# Please don't say Nemerteans



## Kastina83 (Apr 9, 2013)

Anyone know what this is? Just found them in a bromelia. 😳

















Skickas från min iPad via Tapatalk


----------



## Umbra (Nov 29, 2013)

Looks like some sort of larva at a glance - a clearer pic would help a lot. Not a nem/flatworm from what I can see though.


----------



## Broseph (Dec 5, 2011)

I'm no bug expert, but it looks like a fungus gnat larva.


----------



## jimmy rustles (Mar 10, 2013)

I think I found the same in one of my bromeliads, wondering what they are and if they can do harm, fungus gnats doesnt sound too bad tho.


----------



## epiphytes etc. (Nov 22, 2010)

jimmy rustles said:


> I think I found the same in one of my bromeliads, wondering what they are and if they can do harm, fungus gnats doesnt sound too bad tho.


Those look like mosquito larvae to me.


----------



## hydrophyte (Jun 5, 2009)

Yeah that looks like some kind of insect.


----------



## Kastina83 (Apr 9, 2013)

Great! Everything is better than Nemerteans  Thanks all!


----------



## jimmy rustles (Mar 10, 2013)

epiphytes etc. said:


> Those look like mosquito larvae to me.


Ok, that doesnt sound too frightening, thanks for the responses


----------



## rigel10 (Jun 1, 2012)

I'm still waiting for a solution to nemerteans. Any tips? They have almost gone in one of my tank (I put in it a lot of woodlice), but I can not exterminate them in my Almirante tank. I'm thinking of redoing everything, throwing the plans in this viv.


----------



## stu&shaz (Nov 19, 2009)

rigel10 said:


> I'm still waiting for a solution to nemerteans. Any tips? They have almost gone in one of my tank (I put in it a lot of woodlice), but I can not exterminate them in my Almirante tank. I'm thinking of redoing everything, throwing the plans in this viv.

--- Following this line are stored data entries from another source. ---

//! In-memory backend for tests and host builds.
//!
//! [`MockBackend`] behaves like a well-mannered device driver: it hands out
//! sessions, records every call in order, and lets a test inject failures,
//! delay `start`, or push data and errors through the registered callbacks.
//! It also watches for lifecycle misuse (a start or stop on a session that
//! was already closed, a double close) and records each as a violation.

use crate::backend::{DataCallback, NativeAudioBackend, SessionHandle};
use crate::config::StreamConfig;
use crate::error::BackendError;
use parking_lot::Mutex;
use std::collections::{HashMap, HashSet, VecDeque};
use std::sync::atomic::{AtomicU64, AtomicUsize, Ordering};
use std::sync::Arc;
use std::thread;
use std::time::Duration;

/// One recorded backend call, tagged with the session id
#[derive(Debug, Clone, Copy, PartialEq, Eq)]
pub enum BackendCall {
    Open(u64),
    Start(u64),
    Stop(u64),
    Close(u64),
}

impl BackendCall {
    pub fn name(&self) -> &'static str {
        match self {
            BackendCall::Open(_) => "open",
            BackendCall::Start(_) => "start",
            BackendCall::Stop(_) => "stop",
            BackendCall::Close(_) => "close",
        }
    }
}

struct MockSession {
    config: StreamConfig,
    callback: Arc<dyn DataCallback>,
    running: bool,
}

#[derive(Default)]
struct Faults {
    open: Option<BackendError>,
    start: VecDeque<BackendError>,
    stop: VecDeque<BackendError>,
    close: Option<BackendError>,
    start_delay: Option<Duration>,
    stop_delay: Option<Duration>,
}

pub struct MockBackend {
    next_session: AtomicU64,
    opened: AtomicUsize,
    closed: AtomicUsize,
    calls: Mutex<Vec<BackendCall>>,
    sessions: Mutex<HashMap<u64, MockSession>>,
    closed_ids: Mutex<HashSet<u64>>,
    faults: Mutex<Faults>,
    violations: Mutex<Vec<String>>,
}

impl MockBackend {
    pub fn new() -> Self {
        Self {
            next_session: AtomicU64::new(1),
            opened: AtomicUsize::new(0),
            closed: AtomicUsize::new(0),
            calls: Mutex::new(Vec::new()),
            sessions: Mutex::new(HashMap::new()),
            closed_ids: Mutex::new(HashSet::new()),
            faults: Mutex::new(Faults::default()),
            violations: Mutex::new(Vec::new()),
        }
    }

    /// Every backend call so far, in order
    pub fn calls(&self) -> Vec<BackendCall> {
        self.calls.lock().clone()
    }

    pub fn call_names(&self) -> Vec<&'static str> {
        self.calls.lock().iter().map(BackendCall::name).collect()
    }

    /// Successful opens
    pub fn open_count(&self) -> usize {
        self.opened.load(Ordering::SeqCst)
    }

    pub fn close_count(&self) -> usize {
        self.closed.load(Ordering::SeqCst)
    }

    pub fn live_sessions(&self) -> usize {
        self.sessions.lock().len()
    }

    /// Config the given session was opened with
    pub fn session_config(&self, session_id: u64) -> Option<StreamConfig> {
        self.sessions.lock().get(&session_id).map(|s| s.config)
    }

    /// Misuse observed so far (start/stop after close, double close)
    pub fn violations(&self) -> Vec<String> {
        self.violations.lock().clone()
    }

    pub fn fail_next_open(&self, error: BackendError) {
        self.faults.lock().open = Some(error);
    }

    pub fn fail_next_start(&self, error: BackendError) {
        self.faults.lock().start.push_back(error);
    }

    pub fn fail_next_stop(&self, error: BackendError) {
        self.faults.lock().stop.push_back(error);
    }

    /// Every close reports `error` (the session is still torn down)
    pub fn fail_close(&self, error: BackendError) {
        self.faults.lock().close = Some(error);
    }

    /// Make `start` block for `delay` before touching the session
    pub fn set_start_delay(&self, delay: Duration) {
        self.faults.lock().start_delay = Some(delay);
    }

    /// Make `stop` block for `delay` before touching the session
    pub fn set_stop_delay(&self, delay: Duration) {
        self.faults.lock().stop_delay = Some(delay);
    }

    /// Deliver captured bytes to every open session's callback
    pub fn emit_input(&self, data: &[u8]) {
        for callback in self.callbacks() {
            callback.on_input(data);
        }
    }

    /// Ask every open session's callback for `len` bytes of output.
    /// Returns `(bytes written, buffer)` per session.
    pub fn pull_output(&self, len: usize) -> Vec<(usize, Vec<u8>)> {
        self.callbacks()
            .into_iter()
            .map(|callback| {
                // Garbage, so silence filling is observable
                let mut buffer = vec![0xAA; len];
                let written = callback.on_output(&mut buffer);
                (written, buffer)
            })
            .collect()
    }

    /// Report an asynchronous device error to every open session
    pub fn emit_error(&self, error: BackendError) {
        for callback in self.callbacks() {
            callback.on_error(error.clone());
        }
    }

    // Cloned out so callbacks run without the session lock held
    fn callbacks(&self) -> Vec<Arc<dyn DataCallback>> {
        self.sessions
            .lock()
            .values()
            .map(|s| s.callback.clone())
            .collect()
    }

    fn record(&self, call: BackendCall) {
        self.calls.lock().push(call);
    }

    fn check_not_closed(&self, operation: &str, id: u64) {
        if self.closed_ids.lock().contains(&id) {
            let message = format!("{} on closed session {}", operation, id);
            log::error!("MockBackend: {}", message);
            self.violations.lock().push(message);
        }
    }
}

impl Default for MockBackend {
    fn default() -> Self {
        Self::new()
    }
}

impl NativeAudioBackend for MockBackend {
    fn open(
        &self,
        config: &StreamConfig,
        callback: Arc<dyn DataCallback>,
    ) -> Result<SessionHandle, BackendError> {
        let id = self.next_session.fetch_add(1, Ordering::SeqCst);
        self.record(BackendCall::Open(id));

        if let Some(error) = self.faults.lock().open.take() {
            return Err(error);
        }

        self.sessions.lock().insert(
            id,
            MockSession {
                config: *config,
                callback,
                running: false,
            },
        );
        self.opened.fetch_add(1, Ordering::SeqCst);
        Ok(SessionHandle::new(id))
    }

    fn start(&self, session: &SessionHandle) -> Result<(), BackendError> {
        let id = session.id();
        self.record(BackendCall::Start(id));
        self.check_not_closed("start", id);

        let delay = self.faults.lock().start_delay;
        if let Some(delay) = delay {
            thread::sleep(delay);
            self.check_not_closed("start", id);
        }

        if let Some(error) = self.faults.lock().start.pop_front() {
            return Err(error);
        }

        let mut sessions = self.sessions.lock();
        match sessions.get_mut(&id) {
            Some(s) if s.running => Err(BackendError::AlreadyRunning),
            Some(s) => {
                s.running = true;
                Ok(())
            }
            None => Err(BackendError::DeviceLost),
        }
    }

    fn stop(&self, session: &SessionHandle) -> Result<(), BackendError> {
        let id = session.id();
        self.record(BackendCall::Stop(id));
        self.check_not_closed("stop", id);

        let delay = self.faults.lock().stop_delay;
        if let Some(delay) = delay {
            thread::sleep(delay);
            self.check_not_closed("stop", id);
        }

        if let Some(error) = self.faults.lock().stop.pop_front() {
            return Err(error);
        }

        if let Some(s) = self.sessions.lock().get_mut(&id) {
            s.running = false;
        }
        Ok(())
    }

    fn close(&self, session: SessionHandle) -> Result<(), BackendError> {
        let id = session.id();
        self.record(BackendCall::Close(id));

        if self.sessions.lock().remove(&id).is_none() {
            let message = format!("close of unknown session {}", id);
            self.violations.lock().push(message);
        }
        self.closed_ids.lock().insert(id);
        self.closed.fetch_add(1, Ordering::SeqCst);

        match self.faults.lock().close.clone() {
            Some(error) => Err(error),
            None => Ok(()),
        }
    }
}

#[cfg(test)]
mod tests {
    use super::*;
    use crate::config::AudioIOBuilder;

    struct Silent;

    impl DataCallback for Silent {
        fn on_input(&self, _data: &[u8]) {}

        fn on_output(&self, _data: &mut [u8]) -> usize {
            0
        }

        fn on_error(&self, _error: BackendError) {}
    }

    #[test]
    fn test_start_is_not_reentrant() {
        let backend = MockBackend::new();
        let config = AudioIOBuilder::new().validate().unwrap();
        let session = backend.open(&config, Arc::new(Silent)).unwrap();

        backend.start(&session).unwrap();
        assert_eq!(backend.start(&session), Err(BackendError::AlreadyRunning));
        backend.stop(&session).unwrap();
        backend.stop(&session).unwrap();
        assert_eq!(backend.session_config(session.id()), Some(config));
    }

    #[test]
    fn test_detects_start_after_close() {
        let backend = MockBackend::new();
        let config = AudioIOBuilder::new().validate().unwrap();
        let session = backend.open(&config, Arc::new(Silent)).unwrap();
        let stale = SessionHandle::new(session.id());

        backend.close(session).unwrap();
        assert!(backend.start(&stale).is_err());
        assert_eq!(backend.violations().len(), 1);
        assert_eq!(backend.call_names(), vec!["open", "close", "start"]);
    }
}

 I wonder if you moved the frogs, Rigel, to another home for a few months and upped the iso numbers in the almirante tank, you could simply starve out the nemerteans. The problem with small frogs is we are constantly feeding the other in viv predator. I'd also keep the viv on the dry side,so I could use "potential" nem predators like GO or Onacilus acillus iso. I say potential because I've heard reports of them eating nemerteans,but haven't ever seen it for myself or proved this method can work,but I'd rather go there than strip the viv. I started this not really wanting to bake,nuke bleach and boil everything obsessively,nemerteans are a result of that in some early vivs. We now are much more thorough,but even so it is so easy to get nemerteans in a viv,it is conceivable that you might strip it all out for nowt ,so I thought I'd chuck this at you. I guess if it did work we would have at least one potential method to pass forwards. This is based on a friend's musing ,he managed to clear a tinc viv,by feeding things such as beenweavils iso,that the nemerteans don't seem to prey upon. Nowt certain here kiddo,might be worth a shot though,it's simple enough to set a temp tub home up for the pums,ha i've even had some pums breed in one of these,while waiting for there viv to settle 

Good luck kiddo I find nemerteans to be a PITA ,but not the end of the world... we just culture alot of springtails and live with them

Stu


----------



## rigel10 (Jun 1, 2012)

You are right, nemerteans are not the end of the world, especially if we consider that they are not harmful to the frogs.
However, they are disgusting! When I see one crawling on the glass, I shudder with horror! I'm used to, like all of you, to deal with many more insects - that a lot of people suck. I like spiders and scorpions...
But nemerteans, just NO! I suck!
After three years of struggle, I have noticed a significant reduction of them in my first epips tank, where rarely I see now nemerteans. I used common woodlice, but the extermination of the microfauna has certainly helped to reduce them - almost to exterminate them.
Now I'm trying the same against nems in my Almirante tank... But I do not want to wait two or three years before I see some good result. So I think to redo the tank, moving the frogs.
Thanks for tips and encouragement


----------



## epiphytes etc. (Nov 22, 2010)

I wouldn't keep the viv on the dry side, as the nemerteans can enter a dormant cyst phase and the isos might not consume them.


----------



## stu&shaz (Nov 19, 2009)

epiphytes etc. said:


> I wouldn't keep the viv on the dry side, as the nemerteans can enter a dormant cyst phase and the isos might not consume them.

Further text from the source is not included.